Tolvaptan in ADPKD Beyond Trials: Tolerability, Monitoring, and Real-World Outcomes

Background Tolvaptan is the only approved disease-modifying therapy for autosomal dominant polycystic kidney disease (ADPKD). Real-world evidence on its safety and tolerability remains limited, particularly in Central and Eastern Europe, where access to therapy has recently expanded through national reimbursement programs. Methods This study objective was to evaluate treatment tolerability, hepatic safety, and persistence with Tolvaptan therapy in Romanian patients with rapidly progressive ADPKD. This retrospective single-center study included adults with ADPKD (Mayo classes 1C–1E) treated with Tolvaptan between February 2022 and August 2025. Clinical, biochemical, and imaging data were collected from medical records. The primary endpoint was treatment tolerability, defined by discontinuation rates and causes of withdrawal. Secondary endpoints included hepatic enzyme elevations, aquaretic symptoms, and dose distribution. Exploratory analyses described changes in eGFR and total kidney volume (TKV) at 12 months. Results Of 112 patients who initiated Tolvaptan, 19 (17%) discontinued therapy. Adverse events accounted for 42% of discontinuations, while 58% were due to non-medical reasons (administrative barriers, loss to follow-up).
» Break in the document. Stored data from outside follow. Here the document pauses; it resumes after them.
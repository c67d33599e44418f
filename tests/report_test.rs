//! Tests for command-line output formats.

use clever_tictactoe::{Board, Player, report};

fn board(text: &str) -> Board {
    Board::from_text(text).unwrap()
}

fn output<F>(write: F) -> String
where
    F: FnOnce(&mut Vec<u8>) -> anyhow::Result<()>,
{
    let mut buffer = Vec::new();
    write(&mut buffer).unwrap();
    String::from_utf8(buffer).unwrap()
}

#[test]
fn test_score_output() {
    let b = board("111000000");
    assert_eq!(output(|out| report::write_score(out, &b, Player::One)), "1\n");
    assert_eq!(output(|out| report::write_score(out, &b, Player::Two)), "-1\n");
    assert_eq!(
        output(|out| report::write_score(out, &board("121212212"), Player::One)),
        "0\n"
    );
}

#[test]
fn test_analysis_lines() {
    let b = board("121200000");
    assert_eq!(
        output(|out| report::write_analysis(out, &b, Player::One)),
        "4: 1\n5: 0\n6: -1\n7: 0\n8: 1\n"
    );
}

#[test]
fn test_analysis_of_full_board_is_blank() {
    let b = board("121212121");
    assert_eq!(output(|out| report::write_analysis(out, &b, Player::One)), "");
}

#[test]
fn test_analysis_json() {
    let b = board("121200000");
    assert_eq!(
        output(|out| report::write_analysis_json(out, &b, Player::One)),
        "{\"4\":1,\"5\":0,\"6\":-1,\"7\":0,\"8\":1}\n"
    );
    assert_eq!(
        output(|out| report::write_analysis_json(out, &board("121212121"), Player::Two)),
        "{}\n"
    );
}

#[test]
fn test_suggestion_output() {
    assert_eq!(
        output(|out| report::write_suggestion(out, &board("121200000"), Player::One)),
        "4\n"
    );
    assert_eq!(
        output(|out| report::write_suggestion(out, &board("121212121"), Player::Two)),
        "none\n"
    );
}

#[test]
fn test_grid_output() {
    assert_eq!(
        output(|out| report::write_grid(out, &board("120000002"))),
        "X|O|3\n-+-+-\n4|5|6\n-+-+-\n7|8|O\n"
    );
}
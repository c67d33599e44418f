//! Exhaustive negamax evaluation of tic-tac-toe positions.
//!
//! Every function here searches the full game tree below the given board:
//! no pruning and no transposition table. Scores are always from the
//! perspective of the player passed in, and a child position's score is the
//! negation of the opponent's score for it.
//!
//! Board errors raised while searching are returned unchanged.

use super::board::Board;
use super::error::BoardError;
use super::types::Player;
use serde::Serialize;
use std::collections::BTreeMap;
use std::ops::Neg;
use tracing::{debug, instrument};

/// Game-theoretic value of a position for one player.
#[derive(Debug, Clone, Copy, PartialEq, Eq, Hash, PartialOrd, Ord, Serialize)]
#[serde(into = "i8")]
pub enum Outcome {
    /// The player loses against best play.
    Loss = -1,
    /// Best play from both sides ends in a draw.
    Draw = 0,
    /// The player wins against any defence.
    Win = 1,
}

impl Outcome {
    /// Signed score: -1, 0 or +1.
    pub fn score(self) -> i8 {
        self as i8
    }
}

impl Neg for Outcome {
    type Output = Outcome;

    fn neg(self) -> Self::Output {
        match self {
            Outcome::Loss => Outcome::Win,
            Outcome::Draw => Outcome::Draw,
            Outcome::Win => Outcome::Loss,
        }
    }
}

impl From<Outcome> for i8 {
    fn from(outcome: Outcome) -> Self {
        outcome.score()
    }
}

impl std::fmt::Display for Outcome {
    fn fmt(&self, f: &mut std::fmt::Formatter<'_>) -> std::fmt::Result {
        write!(f, "{}", self.score())
    }
}

/// Scores `board` for `player`, assuming `player` moves next.
///
/// A won board scores `Win` for the winner and `Loss` for the other side, a
/// full board without a winner is a `Draw`, and anything else takes the best
/// move score over every empty square.
#[instrument(skip(board), fields(board = %board))]
pub fn evaluate_score(board: &Board, player: Player) -> Result<Outcome, BoardError> {
    let outcome = negamax(board, player)?;
    debug!(score = outcome.score(), "Evaluated position");
    Ok(outcome)
}

/// Scores every empty square for `player`, keyed by ascending index.
///
/// Returns an empty map for a full board.
pub fn analyse_each_move(
    board: &Board,
    player: Player,
) -> Result<BTreeMap<usize, Outcome>, BoardError> {
    analyse_each_move_with(board, player, |_, _| {})
}

/// Like [`analyse_each_move`], calling `visitor` with each `(index, score)`
/// pair as it is computed, in ascending index order.
///
/// The visitor runs exactly once per empty square, before this returns.
#[instrument(skip(board, visitor), fields(board = %board))]
pub fn analyse_each_move_with<F>(
    board: &Board,
    player: Player,
    mut visitor: F,
) -> Result<BTreeMap<usize, Outcome>, BoardError>
where
    F: FnMut(usize, Outcome),
{
    let mut scores = BTreeMap::new();
    for index in board.empty_cell_indices() {
        let outcome = move_score(board, player, index)?;
        debug!(index, score = outcome.score(), "Scored move");
        visitor(index, outcome);
        scores.insert(index, outcome);
    }
    Ok(scores)
}

/// Picks the best square for `player`, or `None` on a full board.
///
/// Ties go to the lowest index. With a single empty square that square is
/// returned without searching.
#[instrument(skip(board), fields(board = %board))]
pub fn suggest_next_move(board: &Board, player: Player) -> Result<Option<usize>, BoardError> {
    let empty = board.empty_cell_indices();
    match empty.as_slice() {
        [] => return Ok(None),
        [only] => return Ok(Some(*only)),
        _ => {}
    }

    let mut best: Option<(usize, Outcome)> = None;
    for (index, outcome) in analyse_each_move(board, player)? {
        match best {
            Some((_, top)) if outcome <= top => {}
            _ => best = Some((index, outcome)),
        }
    }

    let suggestion = best.map(|(index, _)| index);
    debug!(?suggestion, "Suggested move");
    Ok(suggestion)
}

/// Parses `text` as a board and delegates to [`suggest_next_move`].
///
/// # Errors
///
/// Returns `InvalidInput` if `text` is not a valid board.
#[track_caller]
pub fn suggest_next_move_from_text(
    text: &str,
    player: Player,
) -> Result<Option<usize>, BoardError> {
    let board = Board::from_text(text)?;
    suggest_next_move(&board, player)
}

fn negamax(board: &Board, player: Player) -> Result<Outcome, BoardError> {
    if let Some(winner) = board.find_winner() {
        return Ok(if winner == player {
            Outcome::Win
        } else {
            Outcome::Loss
        });
    }
    if board.is_full() {
        return Ok(Outcome::Draw);
    }

    let mut best = Outcome::Loss;
    for index in board.empty_cell_indices() {
        best = best.max(move_score(board, player, index)?);
    }
    Ok(best)
}

fn move_score(board: &Board, player: Player, index: usize) -> Result<Outcome, BoardError> {
    let next = board.apply_move(player, index)?;
    Ok(-negamax(&next, board.opponent_of(player))?)
}
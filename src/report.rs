//! Text output for the command-line commands.
//!
//! Each function writes one command's result to `out`, so the binary passes
//! stdout and tests pass a buffer.

use crate::games::tictactoe::{
    Board, Player, analyse_each_move, analyse_each_move_with, evaluate_score, suggest_next_move,
};
use anyhow::{Context, Result};
use std::io::Write;
use tracing::instrument;

/// Writes the score of `board` for `player`: `-1`, `0` or `1`.
#[instrument(skip(out))]
pub fn write_score(out: &mut impl Write, board: &Board, player: Player) -> Result<()> {
    let outcome = evaluate_score(board, player)?;
    writeln!(out, "{}", outcome)?;
    Ok(())
}

/// Writes one `index: score` line per empty cell, each as soon as it is
/// scored. A full board writes nothing.
#[instrument(skip(out))]
pub fn write_analysis(out: &mut impl Write, board: &Board, player: Player) -> Result<()> {
    let mut written = Ok(());
    analyse_each_move_with(board, player, |index, outcome| {
        if written.is_ok() {
            written = writeln!(out, "{}: {}", index, outcome);
        }
    })?;
    written.context("Failed to write analysis")
}

/// Writes the per-cell scores as a single JSON object line, e.g.
/// `{"4":1,"5":0}`.
#[instrument(skip(out))]
pub fn write_analysis_json(out: &mut impl Write, board: &Board, player: Player) -> Result<()> {
    let scores = analyse_each_move(board, player)?;
    writeln!(out, "{}", serde_json::to_string(&scores)?)?;
    Ok(())
}

/// Writes the suggested cell index, or `none` on a full board.
#[instrument(skip(out))]
pub fn write_suggestion(out: &mut impl Write, board: &Board, player: Player) -> Result<()> {
    match suggest_next_move(board, player)? {
        Some(index) => writeln!(out, "{}", index)?,
        None => writeln!(out, "none")?,
    }
    Ok(())
}

/// Writes the human-readable grid.
pub fn write_grid(out: &mut impl Write, board: &Board) -> Result<()> {
    writeln!(out, "{}", board.grid())?;
    Ok(())
}
//! Game orchestration between contestants.

use crate::games::tictactoe::{Board, Player};
use crate::players::Contestant;
use anyhow::Result;
use tracing::{debug, info, instrument};

/// Events reported while a game runs.
#[derive(Debug, Clone, PartialEq, Eq)]
pub enum GameEvent {
    /// A contestant is about to move.
    Turn {
        /// Name of the contestant to move.
        name: String,
        /// Side to move.
        player: Player,
    },
    /// Move was made.
    MoveMade {
        /// Side that moved.
        player: Player,
        /// Square index played.
        index: usize,
        /// Board after the move.
        board: Board,
    },
    /// Game ended.
    GameOver {
        /// Winner, or `None` for a draw.
        winner: Option<Player>,
    },
}

/// Orchestrates gameplay between two contestants. Player one moves first.
pub struct Orchestrator {
    board: Board,
    player_one: Box<dyn Contestant>,
    player_two: Box<dyn Contestant>,
}

impl Orchestrator {
    /// Creates a new orchestrator on an empty board.
    pub fn new(player_one: Box<dyn Contestant>, player_two: Box<dyn Contestant>) -> Self {
        Self::from_board(Board::new(), player_one, player_two)
    }

    /// Creates an orchestrator that continues from `board`.
    ///
    /// The side to move is player one when both have played equally often,
    /// otherwise player two.
    pub fn from_board(
        board: Board,
        player_one: Box<dyn Contestant>,
        player_two: Box<dyn Contestant>,
    ) -> Self {
        Self {
            board,
            player_one,
            player_two,
        }
    }

    /// Returns the current board.
    pub fn board(&self) -> &Board {
        &self.board
    }

    /// Runs the game loop until a win or a full board.
    ///
    /// Returns the winner, or `None` for a draw.
    #[instrument(skip_all, fields(board = %self.board))]
    pub fn run<F>(&mut self, mut on_event: F) -> Result<Option<Player>>
    where
        F: FnMut(&GameEvent) -> Result<()>,
    {
        info!("Starting game orchestration");

        loop {
            if let Some(winner) = self.board.find_winner() {
                on_event(&GameEvent::GameOver {
                    winner: Some(winner),
                })?;
                return Ok(Some(winner));
            }
            if self.board.is_full() {
                on_event(&GameEvent::GameOver { winner: None })?;
                return Ok(None);
            }

            let player = self.to_move();
            let contestant = match player {
                Player::One => &mut self.player_one,
                Player::Two => &mut self.player_two,
            };
            on_event(&GameEvent::Turn {
                name: contestant.name().to_string(),
                player,
            })?;

            debug!(player = %contestant.name(), "Waiting for move");
            let index = contestant.choose_move(&self.board, player)?;
            self.board = self.board.apply_move(player, index)?;

            on_event(&GameEvent::MoveMade {
                player,
                index,
                board: self.board,
            })?;
        }
    }

    fn to_move(&self) -> Player {
        let (ones, twos) = self
            .board
            .squares()
            .iter()
            .fold((0, 0), |(ones, twos), square| match square.player() {
                Some(Player::One) => (ones + 1, twos),
                Some(Player::Two) => (ones, twos + 1),
                None => (ones, twos),
            });
        if ones > twos {
            Player::Two
        } else {
            Player::One
        }
    }
}
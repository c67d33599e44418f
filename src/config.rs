//! Configuration for interactive play.

use crate::games::tictactoe::Player;
use derive_getters::Getters;
use derive_more::{Display, Error};
use serde::{Deserialize, Serialize};
use std::path::Path;
use tracing::{debug, info, instrument};

/// Settings for the `play` command, loaded from TOML.
///
/// Every field has a default, so an empty file is a valid configuration.
#[derive(Debug, Clone, PartialEq, Eq, Getters, Serialize, Deserialize)]
pub struct PlayConfig {
    /// Side the human plays (1 moves first).
    #[serde(default = "default_human_player")]
    human_player: Player,

    /// Print per-move scores before the computer moves.
    #[serde(default)]
    show_analysis: bool,

    /// Tracing filter used when `RUST_LOG` is not set.
    #[serde(default = "default_log_filter")]
    log_filter: String,
}

fn default_human_player() -> Player {
    Player::One
}

fn default_log_filter() -> String {
    "warn".to_string()
}

impl PlayConfig {
    /// Creates a configuration with the given human side and defaults elsewhere.
    pub fn new(human_player: Player) -> Self {
        Self {
            human_player,
            show_analysis: false,
            log_filter: default_log_filter(),
        }
    }

    /// Returns a copy with the human side replaced.
    pub fn with_human_player(mut self, human_player: Player) -> Self {
        self.human_player = human_player;
        self
    }

    /// Loads configuration from TOML file.
    #[instrument(skip(path), fields(path = %path.as_ref().display()))]
    pub fn from_file(path: impl AsRef<Path>) -> Result<Self, ConfigError> {
        debug!("Loading config from file");
        let content = std::fs::read_to_string(path.as_ref())
            .map_err(|e| ConfigError::new(format!("Failed to read config file: {}", e)))?;

        let config: Self = toml::from_str(&content)
            .map_err(|e| ConfigError::new(format!("Failed to parse config: {}", e)))?;

        info!(human_player = %config.human_player, "Config loaded successfully");
        Ok(config)
    }
}

impl Default for PlayConfig {
    fn default() -> Self {
        Self::new(default_human_player())
    }
}

/// Configuration error.
#[derive(Debug, Clone, Display, Error)]
#[display("Config error: {} at {}:{}", message, file, line)]
pub struct ConfigError {
    /// Error message.
    pub message: String,
    /// Line number where error occurred.
    pub line: u32,
    /// Source file where error occurred.
    pub file: &'static str,
}

impl ConfigError {
    /// Creates a new configuration error.
    #[track_caller]
    #[instrument(skip(message))]
    pub fn new(message: String) -> Self {
        let loc = std::panic::Location::caller();
        Self {
            message,
            line: loc.line(),
            file: loc.file(),
        }
    }
}
//! Human contestant reading moves from a line-based input.

use super::Contestant;
use crate::games::tictactoe::{Board, Player, Position};
use anyhow::{Context, Result};
use std::io::{BufRead, Write};
use tracing::{debug, instrument};

/// Human player typing a cell number (0-8) or label such as `center`.
///
/// Unknown or occupied choices are reported and asked again.
pub struct HumanContestant<R, W> {
    name: String,
    input: R,
    output: W,
}

impl<R: BufRead, W: Write> HumanContestant<R, W> {
    /// Creates a human contestant over the given input and prompt output.
    pub fn new(name: impl Into<String>, input: R, output: W) -> Self {
        Self {
            name: name.into(),
            input,
            output,
        }
    }
}

impl<R: BufRead, W: Write> Contestant for HumanContestant<R, W> {
    #[instrument(skip(self, board), fields(human = %self.name, board = %board))]
    fn choose_move(&mut self, board: &Board, player: Player) -> Result<usize> {
        loop {
            write!(self.output, "{} ({}), your move: ", self.name, player.mark())?;
            self.output.flush()?;

            let mut line = String::new();
            let read = self
                .input
                .read_line(&mut line)
                .context("Failed to read move")?;
            if read == 0 {
                anyhow::bail!("Input closed");
            }

            match Position::from_label_or_number(&line) {
                Some(pos) if board.is_empty_at(pos.to_index()) => {
                    debug!(position = %pos, "Human chose position");
                    return Ok(pos.to_index());
                }
                Some(pos) => writeln!(self.output, "{} is already taken.", pos)?,
                None => writeln!(
                    self.output,
                    "Enter a cell number 0-8 or a name like \"center\"."
                )?,
            }
        }
    }

    fn name(&self) -> &str {
        &self.name
    }
}
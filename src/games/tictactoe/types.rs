//! Core domain types for tic-tac-toe.

use super::error::{BoardError, BoardErrorKind};
use serde::{Deserialize, Serialize};
use std::str::FromStr;
use tracing::instrument;

/// Player in the game.
///
/// Numbered 1 and 2 in the text board format; player one moves first.
#[derive(Debug, Clone, Copy, PartialEq, Eq, Hash, PartialOrd, Ord, Serialize, Deserialize)]
#[derive(strum::EnumIter)]
#[serde(try_from = "u8", into = "u8")]
pub enum Player {
    /// Player one, symbol `1`, rendered as X.
    One,
    /// Player two, symbol `2`, rendered as O.
    Two,
}

impl Player {
    /// Returns the opponent player.
    pub fn opponent(self) -> Self {
        match self {
            Player::One => Player::Two,
            Player::Two => Player::One,
        }
    }

    /// Converts a raw player number (1 or 2).
    ///
    /// # Errors
    ///
    /// Returns `InvalidInput` for any other number.
    #[track_caller]
    #[instrument]
    pub fn from_number(number: u8) -> Result<Self, BoardError> {
        match number {
            1 => Ok(Player::One),
            2 => Ok(Player::Two),
            other => Err(BoardError::new(BoardErrorKind::InvalidInput(format!(
                "player must be 1 or 2, got {}",
                other
            )))),
        }
    }

    /// Raw player number as used in the text format.
    pub fn number(self) -> u8 {
        match self {
            Player::One => 1,
            Player::Two => 2,
        }
    }

    /// Symbol for this player in the text board format.
    pub fn symbol(self) -> char {
        match self {
            Player::One => '1',
            Player::Two => '2',
        }
    }

    /// Mark shown on the rendered grid.
    pub fn mark(self) -> char {
        match self {
            Player::One => 'X',
            Player::Two => 'O',
        }
    }
}

impl std::fmt::Display for Player {
    fn fmt(&self, f: &mut std::fmt::Formatter<'_>) -> std::fmt::Result {
        write!(f, "{}", self.number())
    }
}

impl TryFrom<u8> for Player {
    type Error = BoardError;

    #[track_caller]
    fn try_from(number: u8) -> Result<Self, Self::Error> {
        Self::from_number(number)
    }
}

impl From<Player> for u8 {
    fn from(player: Player) -> Self {
        player.number()
    }
}

impl FromStr for Player {
    type Err = BoardError;

    #[track_caller]
    fn from_str(s: &str) -> Result<Self, Self::Err> {
        let number = s.trim().parse::<u8>().map_err(|_| {
            BoardError::new(BoardErrorKind::InvalidInput(format!(
                "player must be 1 or 2, got {:?}",
                s
            )))
        })?;
        Self::from_number(number)
    }
}

/// A square on the tic-tac-toe board.
#[derive(Debug, Default, Clone, Copy, PartialEq, Eq, Hash)]
pub enum Square {
    /// Empty square.
    #[default]
    Empty,
    /// Square occupied by a player.
    Occupied(Player),
}

impl Square {
    /// Symbol for this square in the text board format.
    pub fn symbol(self) -> char {
        match self {
            Square::Empty => '0',
            Square::Occupied(player) => player.symbol(),
        }
    }

    /// Parses a single text-format symbol.
    pub fn from_symbol(symbol: char) -> Option<Self> {
        match symbol {
            '0' => Some(Square::Empty),
            '1' => Some(Square::Occupied(Player::One)),
            '2' => Some(Square::Occupied(Player::Two)),
            _ => None,
        }
    }

    /// Returns the occupying player, if any.
    pub fn player(self) -> Option<Player> {
        match self {
            Square::Empty => None,
            Square::Occupied(player) => Some(player),
        }
    }
}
Among evaluable patients at 12 months (n = 44), 81.8% remained on 60/30 mg and 15.9% on 90/30 mg. Hepatic cytolysis occurred in 33.9% of patients, typically mild and frequently associated with concomitant potentially hepatotoxic factors; only two cases exceeded 3× ULN, with full recovery after temporary interruption. Mean urine output at 12 months was 5.2 L/day (SD 1.8). Exploratory assessments showed stable eGFR (67.5→68.4 mL/min/1.73 m²) and an 8.6% increase in TKV. Conclusions Tolvaptan demonstrated acceptable real-world tolerability in this Romanian cohort, with most discontinuations related to aquaretic effects rather than hepatotoxicity. Hepatic abnormalities were generally moderate and reversible. This study provides the first region-specific safety data from Central and Eastern Europe and underscores the importance of structured monitoring and patient education to optimize long-term adherence.